**Requirement:** Give the number of lines in the following entries that contain the word "deserialization", with nothing added.

**Supplied material:**

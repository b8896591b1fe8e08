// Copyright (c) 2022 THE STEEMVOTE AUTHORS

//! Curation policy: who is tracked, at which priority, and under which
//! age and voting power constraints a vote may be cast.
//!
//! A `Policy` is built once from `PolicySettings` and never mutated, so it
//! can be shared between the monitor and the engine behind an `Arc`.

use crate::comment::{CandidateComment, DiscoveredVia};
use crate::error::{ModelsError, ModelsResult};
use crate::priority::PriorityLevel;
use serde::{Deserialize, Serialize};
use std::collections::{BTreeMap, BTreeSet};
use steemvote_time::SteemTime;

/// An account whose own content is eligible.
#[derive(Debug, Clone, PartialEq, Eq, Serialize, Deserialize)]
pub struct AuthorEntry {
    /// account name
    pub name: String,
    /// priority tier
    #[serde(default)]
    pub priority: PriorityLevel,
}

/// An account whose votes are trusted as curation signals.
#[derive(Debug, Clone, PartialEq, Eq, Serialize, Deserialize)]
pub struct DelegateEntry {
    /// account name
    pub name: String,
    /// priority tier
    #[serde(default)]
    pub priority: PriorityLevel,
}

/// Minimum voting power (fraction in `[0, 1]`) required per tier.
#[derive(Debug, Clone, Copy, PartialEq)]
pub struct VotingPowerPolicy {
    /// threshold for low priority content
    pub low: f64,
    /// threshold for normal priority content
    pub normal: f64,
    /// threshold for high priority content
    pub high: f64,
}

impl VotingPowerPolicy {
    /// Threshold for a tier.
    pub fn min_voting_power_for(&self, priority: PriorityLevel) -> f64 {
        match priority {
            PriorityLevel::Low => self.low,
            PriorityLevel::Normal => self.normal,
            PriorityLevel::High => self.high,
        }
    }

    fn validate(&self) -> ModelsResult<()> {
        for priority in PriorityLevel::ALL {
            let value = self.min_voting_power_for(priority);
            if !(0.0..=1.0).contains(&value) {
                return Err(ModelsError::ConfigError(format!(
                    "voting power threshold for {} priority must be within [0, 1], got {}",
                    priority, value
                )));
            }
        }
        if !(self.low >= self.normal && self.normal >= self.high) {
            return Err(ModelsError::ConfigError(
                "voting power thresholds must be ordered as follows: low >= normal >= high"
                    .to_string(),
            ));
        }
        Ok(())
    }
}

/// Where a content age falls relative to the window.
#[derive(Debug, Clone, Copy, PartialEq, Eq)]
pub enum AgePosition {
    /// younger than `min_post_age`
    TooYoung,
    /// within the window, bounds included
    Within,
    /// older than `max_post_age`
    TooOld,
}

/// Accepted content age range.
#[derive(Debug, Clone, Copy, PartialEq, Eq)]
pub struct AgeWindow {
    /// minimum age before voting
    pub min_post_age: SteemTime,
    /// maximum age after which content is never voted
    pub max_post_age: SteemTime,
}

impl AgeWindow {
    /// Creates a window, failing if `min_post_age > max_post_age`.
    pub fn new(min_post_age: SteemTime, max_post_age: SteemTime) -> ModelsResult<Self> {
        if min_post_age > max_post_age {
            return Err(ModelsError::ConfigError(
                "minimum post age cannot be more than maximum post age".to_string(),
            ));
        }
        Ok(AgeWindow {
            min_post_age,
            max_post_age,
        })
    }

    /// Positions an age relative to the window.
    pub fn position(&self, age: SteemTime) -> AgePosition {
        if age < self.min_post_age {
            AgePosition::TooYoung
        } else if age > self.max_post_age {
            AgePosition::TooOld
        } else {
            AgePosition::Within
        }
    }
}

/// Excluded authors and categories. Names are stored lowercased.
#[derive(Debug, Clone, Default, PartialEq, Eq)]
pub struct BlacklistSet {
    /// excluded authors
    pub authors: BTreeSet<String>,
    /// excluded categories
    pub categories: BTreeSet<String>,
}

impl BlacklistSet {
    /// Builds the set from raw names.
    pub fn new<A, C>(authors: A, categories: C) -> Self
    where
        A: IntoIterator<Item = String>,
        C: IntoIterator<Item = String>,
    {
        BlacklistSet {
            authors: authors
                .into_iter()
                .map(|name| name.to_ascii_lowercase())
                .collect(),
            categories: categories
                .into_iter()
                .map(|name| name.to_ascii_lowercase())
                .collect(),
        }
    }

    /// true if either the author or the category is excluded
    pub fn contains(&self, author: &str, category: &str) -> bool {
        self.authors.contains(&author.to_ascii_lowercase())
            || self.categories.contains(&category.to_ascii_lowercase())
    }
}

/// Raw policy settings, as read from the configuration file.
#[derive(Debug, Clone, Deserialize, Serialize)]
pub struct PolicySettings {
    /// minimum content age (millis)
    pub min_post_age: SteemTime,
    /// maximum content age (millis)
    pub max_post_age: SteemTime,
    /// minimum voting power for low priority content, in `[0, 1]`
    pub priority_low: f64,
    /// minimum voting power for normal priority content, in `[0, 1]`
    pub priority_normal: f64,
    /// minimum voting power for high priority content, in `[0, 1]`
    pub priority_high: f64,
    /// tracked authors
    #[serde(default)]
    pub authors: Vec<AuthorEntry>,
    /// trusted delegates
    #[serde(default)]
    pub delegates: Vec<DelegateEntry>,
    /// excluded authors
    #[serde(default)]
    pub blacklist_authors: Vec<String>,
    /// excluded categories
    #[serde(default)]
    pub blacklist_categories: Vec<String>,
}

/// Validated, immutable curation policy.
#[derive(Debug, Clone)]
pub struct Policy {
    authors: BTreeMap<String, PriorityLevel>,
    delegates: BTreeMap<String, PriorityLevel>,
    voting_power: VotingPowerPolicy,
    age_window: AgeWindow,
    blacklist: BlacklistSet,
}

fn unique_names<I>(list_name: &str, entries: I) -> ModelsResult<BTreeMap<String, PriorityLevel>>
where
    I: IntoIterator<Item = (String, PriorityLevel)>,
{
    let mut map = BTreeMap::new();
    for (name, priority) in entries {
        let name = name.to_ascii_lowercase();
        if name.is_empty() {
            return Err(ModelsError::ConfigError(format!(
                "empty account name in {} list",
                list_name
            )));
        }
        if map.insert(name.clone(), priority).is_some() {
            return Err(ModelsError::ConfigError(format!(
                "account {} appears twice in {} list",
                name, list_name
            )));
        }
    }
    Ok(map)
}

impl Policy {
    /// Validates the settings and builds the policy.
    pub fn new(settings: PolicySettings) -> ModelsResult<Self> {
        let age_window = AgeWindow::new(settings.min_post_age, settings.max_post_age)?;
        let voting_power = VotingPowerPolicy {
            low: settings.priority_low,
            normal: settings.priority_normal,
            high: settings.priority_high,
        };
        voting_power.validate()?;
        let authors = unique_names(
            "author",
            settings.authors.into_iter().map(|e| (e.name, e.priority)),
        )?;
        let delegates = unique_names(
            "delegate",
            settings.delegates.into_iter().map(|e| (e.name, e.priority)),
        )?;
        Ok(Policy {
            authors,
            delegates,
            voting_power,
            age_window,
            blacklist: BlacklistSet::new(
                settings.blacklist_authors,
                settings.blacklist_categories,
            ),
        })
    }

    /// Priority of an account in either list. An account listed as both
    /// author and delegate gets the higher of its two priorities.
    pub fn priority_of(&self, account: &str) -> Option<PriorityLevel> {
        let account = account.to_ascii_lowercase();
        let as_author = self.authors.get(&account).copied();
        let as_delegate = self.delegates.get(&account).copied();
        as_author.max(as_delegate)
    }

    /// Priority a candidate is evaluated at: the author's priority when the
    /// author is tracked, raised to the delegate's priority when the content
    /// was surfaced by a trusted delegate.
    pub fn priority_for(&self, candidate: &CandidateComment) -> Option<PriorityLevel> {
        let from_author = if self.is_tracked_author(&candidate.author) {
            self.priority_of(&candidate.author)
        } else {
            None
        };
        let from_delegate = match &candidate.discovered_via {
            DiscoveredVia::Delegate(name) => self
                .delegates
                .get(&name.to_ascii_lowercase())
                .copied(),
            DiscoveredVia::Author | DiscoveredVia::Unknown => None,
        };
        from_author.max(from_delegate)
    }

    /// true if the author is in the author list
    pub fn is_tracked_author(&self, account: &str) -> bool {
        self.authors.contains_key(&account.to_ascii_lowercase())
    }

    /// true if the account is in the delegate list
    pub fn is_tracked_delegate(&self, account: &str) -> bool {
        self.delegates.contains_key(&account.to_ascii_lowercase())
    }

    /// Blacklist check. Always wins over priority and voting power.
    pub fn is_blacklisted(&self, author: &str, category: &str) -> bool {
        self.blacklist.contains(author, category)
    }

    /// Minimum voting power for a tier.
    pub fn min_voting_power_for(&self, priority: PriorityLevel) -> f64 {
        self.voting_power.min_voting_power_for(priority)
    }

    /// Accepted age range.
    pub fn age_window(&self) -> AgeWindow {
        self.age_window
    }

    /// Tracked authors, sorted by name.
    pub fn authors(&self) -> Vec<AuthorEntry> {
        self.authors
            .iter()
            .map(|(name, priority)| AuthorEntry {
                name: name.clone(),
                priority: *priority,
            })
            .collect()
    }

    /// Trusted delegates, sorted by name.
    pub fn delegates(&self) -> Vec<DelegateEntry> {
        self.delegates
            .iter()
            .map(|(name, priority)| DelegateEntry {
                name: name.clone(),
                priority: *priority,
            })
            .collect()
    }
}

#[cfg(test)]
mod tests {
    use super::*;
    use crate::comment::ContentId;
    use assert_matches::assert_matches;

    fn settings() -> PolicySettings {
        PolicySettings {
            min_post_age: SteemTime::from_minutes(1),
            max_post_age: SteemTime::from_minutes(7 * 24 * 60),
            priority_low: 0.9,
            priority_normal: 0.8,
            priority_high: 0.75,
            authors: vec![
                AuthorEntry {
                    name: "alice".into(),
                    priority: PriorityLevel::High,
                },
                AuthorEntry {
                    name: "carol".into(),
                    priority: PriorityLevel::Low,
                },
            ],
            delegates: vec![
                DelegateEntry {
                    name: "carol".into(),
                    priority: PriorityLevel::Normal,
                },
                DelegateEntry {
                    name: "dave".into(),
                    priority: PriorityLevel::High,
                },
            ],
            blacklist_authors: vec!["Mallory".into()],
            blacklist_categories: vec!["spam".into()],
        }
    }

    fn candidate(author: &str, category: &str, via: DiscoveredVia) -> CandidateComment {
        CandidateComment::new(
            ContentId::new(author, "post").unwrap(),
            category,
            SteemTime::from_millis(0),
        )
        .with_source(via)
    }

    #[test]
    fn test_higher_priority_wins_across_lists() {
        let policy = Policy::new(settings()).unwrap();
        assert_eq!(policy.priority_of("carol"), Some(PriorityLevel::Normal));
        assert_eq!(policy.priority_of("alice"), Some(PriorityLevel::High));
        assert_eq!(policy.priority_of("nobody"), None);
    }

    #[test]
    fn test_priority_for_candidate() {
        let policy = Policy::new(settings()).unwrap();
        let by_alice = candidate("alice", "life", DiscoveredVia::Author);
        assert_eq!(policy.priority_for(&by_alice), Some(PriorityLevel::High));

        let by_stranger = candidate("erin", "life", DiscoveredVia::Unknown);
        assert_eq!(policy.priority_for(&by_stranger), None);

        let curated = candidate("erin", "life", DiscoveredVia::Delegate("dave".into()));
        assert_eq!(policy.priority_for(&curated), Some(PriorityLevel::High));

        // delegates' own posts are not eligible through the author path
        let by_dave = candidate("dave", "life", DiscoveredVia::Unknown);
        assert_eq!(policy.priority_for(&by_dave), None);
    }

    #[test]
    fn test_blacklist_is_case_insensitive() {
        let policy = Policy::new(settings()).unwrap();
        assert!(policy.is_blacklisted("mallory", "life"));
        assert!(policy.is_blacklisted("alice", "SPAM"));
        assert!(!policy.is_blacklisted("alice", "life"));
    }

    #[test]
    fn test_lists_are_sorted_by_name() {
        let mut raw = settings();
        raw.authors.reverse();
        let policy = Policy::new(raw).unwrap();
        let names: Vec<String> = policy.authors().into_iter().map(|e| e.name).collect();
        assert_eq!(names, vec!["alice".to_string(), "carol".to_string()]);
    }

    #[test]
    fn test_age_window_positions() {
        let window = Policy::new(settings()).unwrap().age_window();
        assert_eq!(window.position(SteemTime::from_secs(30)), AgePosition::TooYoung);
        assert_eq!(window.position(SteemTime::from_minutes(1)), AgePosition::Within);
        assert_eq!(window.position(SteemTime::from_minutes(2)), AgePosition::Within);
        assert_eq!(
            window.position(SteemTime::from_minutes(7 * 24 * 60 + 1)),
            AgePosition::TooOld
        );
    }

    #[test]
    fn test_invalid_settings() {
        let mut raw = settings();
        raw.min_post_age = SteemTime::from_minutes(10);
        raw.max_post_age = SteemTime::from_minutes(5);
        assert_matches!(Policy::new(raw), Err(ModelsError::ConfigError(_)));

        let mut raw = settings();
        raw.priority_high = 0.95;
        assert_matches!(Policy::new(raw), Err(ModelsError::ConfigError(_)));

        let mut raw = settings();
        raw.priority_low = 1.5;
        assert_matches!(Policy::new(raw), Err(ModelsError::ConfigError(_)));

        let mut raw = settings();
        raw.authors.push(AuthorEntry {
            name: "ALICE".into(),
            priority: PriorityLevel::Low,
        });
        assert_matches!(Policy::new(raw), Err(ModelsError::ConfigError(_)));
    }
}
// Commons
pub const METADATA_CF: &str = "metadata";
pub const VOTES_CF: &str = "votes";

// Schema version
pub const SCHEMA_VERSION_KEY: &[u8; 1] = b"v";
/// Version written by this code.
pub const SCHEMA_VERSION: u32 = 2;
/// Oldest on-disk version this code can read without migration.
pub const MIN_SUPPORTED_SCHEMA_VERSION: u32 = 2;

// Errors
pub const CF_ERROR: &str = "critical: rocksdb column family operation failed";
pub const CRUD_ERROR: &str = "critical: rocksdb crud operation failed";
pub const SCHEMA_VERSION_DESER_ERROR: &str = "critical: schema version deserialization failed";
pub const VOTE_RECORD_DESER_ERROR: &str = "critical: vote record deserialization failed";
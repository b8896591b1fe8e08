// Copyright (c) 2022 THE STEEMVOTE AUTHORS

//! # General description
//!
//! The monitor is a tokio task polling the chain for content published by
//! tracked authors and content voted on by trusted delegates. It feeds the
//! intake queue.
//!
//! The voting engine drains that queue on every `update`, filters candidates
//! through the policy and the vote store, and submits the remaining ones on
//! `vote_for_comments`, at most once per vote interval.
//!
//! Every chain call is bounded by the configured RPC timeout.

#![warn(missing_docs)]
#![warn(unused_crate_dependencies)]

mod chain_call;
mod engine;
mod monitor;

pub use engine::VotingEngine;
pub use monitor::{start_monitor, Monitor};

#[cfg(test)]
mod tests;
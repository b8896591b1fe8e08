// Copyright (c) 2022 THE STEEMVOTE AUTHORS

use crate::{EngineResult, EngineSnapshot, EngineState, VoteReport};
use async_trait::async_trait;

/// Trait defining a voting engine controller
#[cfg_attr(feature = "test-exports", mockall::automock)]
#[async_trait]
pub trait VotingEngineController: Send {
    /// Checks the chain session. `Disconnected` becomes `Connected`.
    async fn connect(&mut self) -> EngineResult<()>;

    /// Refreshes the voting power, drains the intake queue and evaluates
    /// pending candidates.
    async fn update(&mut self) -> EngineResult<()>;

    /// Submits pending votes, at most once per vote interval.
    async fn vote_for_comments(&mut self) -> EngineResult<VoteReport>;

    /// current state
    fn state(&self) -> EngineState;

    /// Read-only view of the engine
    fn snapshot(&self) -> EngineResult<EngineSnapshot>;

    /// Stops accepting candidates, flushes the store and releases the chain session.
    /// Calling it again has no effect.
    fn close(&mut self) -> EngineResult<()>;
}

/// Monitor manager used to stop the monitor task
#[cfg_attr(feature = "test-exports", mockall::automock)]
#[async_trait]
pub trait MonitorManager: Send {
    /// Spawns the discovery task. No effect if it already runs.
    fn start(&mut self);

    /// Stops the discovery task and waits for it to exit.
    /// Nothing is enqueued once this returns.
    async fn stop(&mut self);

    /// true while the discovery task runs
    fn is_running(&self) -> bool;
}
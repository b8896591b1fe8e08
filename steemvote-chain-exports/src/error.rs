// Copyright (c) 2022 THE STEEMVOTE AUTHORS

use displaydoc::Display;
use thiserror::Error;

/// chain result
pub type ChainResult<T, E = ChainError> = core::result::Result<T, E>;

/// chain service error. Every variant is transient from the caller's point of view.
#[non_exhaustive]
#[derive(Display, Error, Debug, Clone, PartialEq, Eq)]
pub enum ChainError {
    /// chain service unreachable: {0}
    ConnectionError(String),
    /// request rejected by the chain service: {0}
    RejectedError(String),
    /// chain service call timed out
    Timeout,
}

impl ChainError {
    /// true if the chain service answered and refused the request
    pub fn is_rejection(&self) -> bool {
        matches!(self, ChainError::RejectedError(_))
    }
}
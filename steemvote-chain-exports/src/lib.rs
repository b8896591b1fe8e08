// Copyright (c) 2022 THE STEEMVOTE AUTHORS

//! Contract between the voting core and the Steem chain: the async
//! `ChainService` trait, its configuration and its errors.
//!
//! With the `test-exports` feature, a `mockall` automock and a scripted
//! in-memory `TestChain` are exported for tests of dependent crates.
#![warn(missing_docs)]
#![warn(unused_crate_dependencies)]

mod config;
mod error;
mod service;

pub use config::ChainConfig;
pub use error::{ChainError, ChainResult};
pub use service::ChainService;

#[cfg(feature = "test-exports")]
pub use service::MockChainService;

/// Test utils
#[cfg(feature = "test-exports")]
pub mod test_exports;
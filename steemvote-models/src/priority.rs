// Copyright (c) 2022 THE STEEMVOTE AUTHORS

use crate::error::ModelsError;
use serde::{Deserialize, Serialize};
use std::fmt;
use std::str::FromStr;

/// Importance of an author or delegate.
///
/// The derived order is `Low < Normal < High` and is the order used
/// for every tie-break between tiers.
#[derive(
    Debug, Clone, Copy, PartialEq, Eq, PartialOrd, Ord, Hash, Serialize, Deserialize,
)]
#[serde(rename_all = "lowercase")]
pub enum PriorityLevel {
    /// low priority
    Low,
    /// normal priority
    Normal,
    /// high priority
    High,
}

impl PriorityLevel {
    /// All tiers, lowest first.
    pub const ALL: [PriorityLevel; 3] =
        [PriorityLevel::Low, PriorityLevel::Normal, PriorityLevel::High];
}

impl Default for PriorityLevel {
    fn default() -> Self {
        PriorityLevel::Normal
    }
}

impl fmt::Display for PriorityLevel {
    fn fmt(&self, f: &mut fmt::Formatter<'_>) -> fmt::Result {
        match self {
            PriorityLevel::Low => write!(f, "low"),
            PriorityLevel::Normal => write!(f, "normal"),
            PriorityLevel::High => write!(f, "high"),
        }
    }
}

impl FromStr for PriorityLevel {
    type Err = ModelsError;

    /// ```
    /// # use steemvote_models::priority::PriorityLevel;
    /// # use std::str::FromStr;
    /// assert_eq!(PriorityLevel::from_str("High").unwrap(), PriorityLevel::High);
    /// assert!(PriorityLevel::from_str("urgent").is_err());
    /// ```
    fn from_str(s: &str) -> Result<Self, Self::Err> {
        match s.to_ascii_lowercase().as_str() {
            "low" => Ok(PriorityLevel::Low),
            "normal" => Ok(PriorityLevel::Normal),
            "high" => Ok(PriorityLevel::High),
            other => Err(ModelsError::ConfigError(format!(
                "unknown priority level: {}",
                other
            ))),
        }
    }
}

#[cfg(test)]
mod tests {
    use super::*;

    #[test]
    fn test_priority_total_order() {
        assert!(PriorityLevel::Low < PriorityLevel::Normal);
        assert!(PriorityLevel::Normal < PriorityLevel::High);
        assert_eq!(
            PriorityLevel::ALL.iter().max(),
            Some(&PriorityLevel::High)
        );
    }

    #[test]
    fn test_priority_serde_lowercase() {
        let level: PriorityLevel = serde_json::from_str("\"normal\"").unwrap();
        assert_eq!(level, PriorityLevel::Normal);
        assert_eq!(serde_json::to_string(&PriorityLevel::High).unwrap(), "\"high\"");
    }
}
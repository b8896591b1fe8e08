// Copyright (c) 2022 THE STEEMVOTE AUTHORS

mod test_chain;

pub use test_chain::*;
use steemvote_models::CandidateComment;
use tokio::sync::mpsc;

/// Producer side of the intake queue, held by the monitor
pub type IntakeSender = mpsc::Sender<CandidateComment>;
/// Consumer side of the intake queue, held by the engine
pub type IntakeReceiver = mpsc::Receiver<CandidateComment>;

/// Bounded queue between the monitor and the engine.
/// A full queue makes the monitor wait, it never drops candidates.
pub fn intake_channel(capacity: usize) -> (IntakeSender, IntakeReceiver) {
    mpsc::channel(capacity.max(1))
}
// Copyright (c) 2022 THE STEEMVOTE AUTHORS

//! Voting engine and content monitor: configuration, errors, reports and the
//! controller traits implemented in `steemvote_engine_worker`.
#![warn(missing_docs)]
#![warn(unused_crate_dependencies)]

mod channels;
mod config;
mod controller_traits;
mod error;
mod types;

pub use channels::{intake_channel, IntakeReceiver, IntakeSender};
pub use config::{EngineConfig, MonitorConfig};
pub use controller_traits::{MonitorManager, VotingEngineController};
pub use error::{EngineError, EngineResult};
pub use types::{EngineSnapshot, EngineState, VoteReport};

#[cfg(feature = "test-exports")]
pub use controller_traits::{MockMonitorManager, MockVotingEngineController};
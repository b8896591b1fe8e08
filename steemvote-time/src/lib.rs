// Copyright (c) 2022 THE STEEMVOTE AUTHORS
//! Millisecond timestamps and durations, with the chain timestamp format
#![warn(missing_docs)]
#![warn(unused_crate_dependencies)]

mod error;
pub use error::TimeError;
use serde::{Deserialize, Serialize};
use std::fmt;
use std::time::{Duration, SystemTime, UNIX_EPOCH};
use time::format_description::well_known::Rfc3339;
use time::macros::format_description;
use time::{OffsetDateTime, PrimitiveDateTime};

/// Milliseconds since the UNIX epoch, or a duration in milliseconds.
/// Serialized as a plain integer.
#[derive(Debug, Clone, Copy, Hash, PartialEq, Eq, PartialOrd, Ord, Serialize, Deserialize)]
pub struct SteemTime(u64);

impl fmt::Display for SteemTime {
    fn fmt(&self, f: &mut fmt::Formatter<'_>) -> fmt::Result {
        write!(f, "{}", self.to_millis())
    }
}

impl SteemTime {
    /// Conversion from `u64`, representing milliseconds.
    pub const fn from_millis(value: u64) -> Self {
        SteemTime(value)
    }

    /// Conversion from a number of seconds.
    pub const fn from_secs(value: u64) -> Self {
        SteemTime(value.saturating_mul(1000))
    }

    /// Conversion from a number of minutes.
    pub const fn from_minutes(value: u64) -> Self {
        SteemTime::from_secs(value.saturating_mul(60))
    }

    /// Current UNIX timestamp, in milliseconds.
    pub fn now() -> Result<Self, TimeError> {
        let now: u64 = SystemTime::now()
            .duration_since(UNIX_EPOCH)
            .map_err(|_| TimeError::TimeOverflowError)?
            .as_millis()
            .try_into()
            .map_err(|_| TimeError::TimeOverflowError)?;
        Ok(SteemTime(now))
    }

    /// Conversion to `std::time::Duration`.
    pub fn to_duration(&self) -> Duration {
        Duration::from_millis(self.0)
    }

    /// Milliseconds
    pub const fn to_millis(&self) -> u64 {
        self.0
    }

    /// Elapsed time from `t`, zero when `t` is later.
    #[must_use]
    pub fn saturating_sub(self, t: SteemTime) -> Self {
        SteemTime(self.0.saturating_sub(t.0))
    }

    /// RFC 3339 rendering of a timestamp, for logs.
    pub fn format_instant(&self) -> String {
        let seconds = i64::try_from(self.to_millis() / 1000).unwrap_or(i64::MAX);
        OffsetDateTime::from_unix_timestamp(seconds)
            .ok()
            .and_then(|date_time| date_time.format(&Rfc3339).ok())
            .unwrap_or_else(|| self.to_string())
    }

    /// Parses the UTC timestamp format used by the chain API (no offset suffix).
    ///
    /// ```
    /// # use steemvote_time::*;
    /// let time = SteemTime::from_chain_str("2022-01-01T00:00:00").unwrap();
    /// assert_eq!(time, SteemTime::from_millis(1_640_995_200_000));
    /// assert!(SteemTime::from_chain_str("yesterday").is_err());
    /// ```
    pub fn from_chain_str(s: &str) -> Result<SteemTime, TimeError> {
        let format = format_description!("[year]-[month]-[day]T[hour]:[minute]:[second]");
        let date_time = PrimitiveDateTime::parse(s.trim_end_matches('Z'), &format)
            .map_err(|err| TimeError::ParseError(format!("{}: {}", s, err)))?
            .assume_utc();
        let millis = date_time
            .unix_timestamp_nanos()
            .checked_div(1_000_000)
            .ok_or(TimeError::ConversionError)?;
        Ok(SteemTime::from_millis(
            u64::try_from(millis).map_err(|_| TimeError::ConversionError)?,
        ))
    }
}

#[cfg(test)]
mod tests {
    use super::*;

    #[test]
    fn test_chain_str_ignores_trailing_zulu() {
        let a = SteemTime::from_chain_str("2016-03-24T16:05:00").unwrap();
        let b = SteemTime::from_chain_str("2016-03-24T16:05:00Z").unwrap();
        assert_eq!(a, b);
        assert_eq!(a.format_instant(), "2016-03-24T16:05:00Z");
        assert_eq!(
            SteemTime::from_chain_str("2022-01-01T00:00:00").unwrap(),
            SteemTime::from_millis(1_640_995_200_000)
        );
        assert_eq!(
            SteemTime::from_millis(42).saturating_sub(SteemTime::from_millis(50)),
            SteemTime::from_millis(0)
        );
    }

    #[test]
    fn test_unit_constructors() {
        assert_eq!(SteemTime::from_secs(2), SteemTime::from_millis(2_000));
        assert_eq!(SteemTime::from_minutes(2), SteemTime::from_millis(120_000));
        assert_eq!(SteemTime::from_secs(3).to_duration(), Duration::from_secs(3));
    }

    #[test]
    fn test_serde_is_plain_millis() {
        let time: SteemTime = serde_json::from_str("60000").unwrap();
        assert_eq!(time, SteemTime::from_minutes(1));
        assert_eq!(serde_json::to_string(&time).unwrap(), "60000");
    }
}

**Exercise solution:** 2